2 Poems
Postnatal Depression in the Time of Medusa
A woman’s water bursts on the subway
from Queens to Brooklyn. Penny-palmed
boy dips fingers in the puddle, says mama /
look / she pissed herself. She thinks to ask
for help, but her tongue is a limp
muscle: whole, not yet clawed in half,
one to form American syllables
the other to belong to her Homeland.
She takes the next exit,
dripping Holy water
between both legs,
body ripe with Life and Death,
hands pressed to her pelvis and praying
to gods for Help.
Child born on the streets: she
doesn’t know the alley to the hospital.
Wandering between unfamiliar skyscrapers she
meets a serpentine woman who buries stone
shards and promises advice, says she too
traveled the seas with nothing more than three
drachma and a half-cracked spine she stitched
together herself.
Her name and story, she says, were of mythology,
and the woman-turned-mother asks no further questions.
At the snake woman’s home,
She topples over statues like dominos
to make space
for new embalmment victims,
for Curare stare victims.
She likes them mortal and immortal,
a conjunction: the husk of a machine
without oil running through vein pipes.
To destroy your own creation:
misguided mother Drowns baby
in bathtub, law acute, all she knows
how to cry are curses and piecemeal phrases:
goddamn you / nine months / my child / mine.
She pleads innocence.
They tear her body in two, cleave her tongue in half:
American-learned sent home shackled to ship,
Homeland-versed kept trapped in foreign topography.
Worlds away, a Seraph is reborn.
Orpheus in Bordertown and Eurydice in Abyss
Orpheus in Bordertown
1. Orpheus was named for Greek mythology.

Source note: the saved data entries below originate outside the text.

use crate::{Cell, Grid, GridError};
use regex::Regex;
use std::sync::OnceLock;
use tracing::debug;

pub trait GridEncoder {
    fn encode<C: Cell>(&self, grid: &Grid<C>) -> String;
    fn decode<C: Cell>(&self, value: &str) -> Result<Grid<C>, GridError>;
}

/// Returns the singleton pattern for one row of the digit format
fn row_pattern() -> &'static Regex {
    static PATTERN: OnceLock<Regex> = OnceLock::new();
    PATTERN.get_or_init(|| Regex::new(r"^[01]+$").expect("valid row pattern"))
}

/// Plain text grids: one line per row, `1` for a live cell and `0` otherwise
///
/// Only the live bit is stored, so an ant's heading does not survive a
/// round trip.
#[derive(Debug, Clone, Copy, Default)]
pub struct DigitRows;

impl DigitRows {
    /// Builds a grid from rows of digits
    ///
    /// Trailing whitespace on each line and trailing blank lines are
    /// ignored. Every remaining line must be the same, non-zero length.
    pub fn load<C, I, S>(&self, lines: I) -> Result<Grid<C>, GridError>
    where
        C: Cell,
        I: IntoIterator<Item = S>,
        S: AsRef<str>,
    {
        let mut rows: Vec<String> = lines
            .into_iter()
            .map(|line| line.as_ref().trim_end().to_owned())
            .collect();
        while rows.last().is_some_and(String::is_empty) {
            rows.pop();
        }

        let width = rows.first().map(String::len).unwrap_or_default();
        if width == 0 {
            return Err(GridError::validation("no rows to load"));
        }

        let mut cells = Vec::with_capacity(width * rows.len());
        for (n, row) in rows.iter().enumerate() {
            if !row_pattern().is_match(row) {
                return Err(GridError::validation(format!(
                    "line {} may only contain 0 and 1",
                    n + 1
                )));
            }
            if row.len() != width {
                return Err(GridError::validation(format!(
                    "line {} has {} cells, expected {width}",
                    n + 1,
                    row.len()
                )));
            }
            cells.extend(row.bytes().map(|b| C::from_live(b == b'1')));
        }

        debug!(width, height = rows.len(), "loaded digit rows");
        Grid::from_cells(width, cells)
    }

    /// Whether every cell of `grid` survives encoding unchanged
    pub fn can_encode<C: Cell>(&self, grid: &Grid<C>) -> bool {
        grid.iter().all(|&c| C::from_live(c.is_live()) == c)
    }
}

impl GridEncoder for DigitRows {
    fn encode<C: Cell>(&self, grid: &Grid<C>) -> String {
        let mut out = String::with_capacity((grid.width() + 1) * grid.height());
        for row in grid.cells().chunks(grid.width()) {
            out.extend(row.iter().map(|c| if c.is_live() { '1' } else { '0' }));
            out.push('\n');
        }
        out
    }

    fn decode<C: Cell>(&self, value: &str) -> Result<Grid<C>, GridError> {
        self.load(value.lines())
    }
}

Classic tale: hero rewarded in love, maiden suffers as he stumbles. No ailment for him but a grated-over heart, but heroes remarry and recover by dawn.
2. Orpheus liquified words for his parents’ mouths when he translated to their native tongue. They swallowed some and opened their mouths for the rest, unspoken words pooling out. A hereditary oil spill.
3. Orpheus played the piano while sober and the harp while drunk, music a language beyond lines drawn in sand. Sometimes he tried to pull notes from the air and fold them into origami cranes, but they melted in his grip. He could never sink his teeth wholly into permanence, pomegranate staining his mouth red before reaching the seeds.
4. Orpheus fumbled and sold his name like liquor, intoxicating the mind. Every time diluted, every mention mispronounced, it made its way down the foreign market. Syllables blended into one: he profited.
5. Orpheus drove border to border once a year. Bugs splattered his windshield; he mumbled prayers to each and imagined their final buzzing was singing and they died content with music born of their cuticle wings.
6. Orpheus met a girl named for Greek mythology. Untold tale: heroine coerced into love, ended life on her own terms. Wound on her ankle from viper strike but no hurt on her heart. To stay dead, she was content.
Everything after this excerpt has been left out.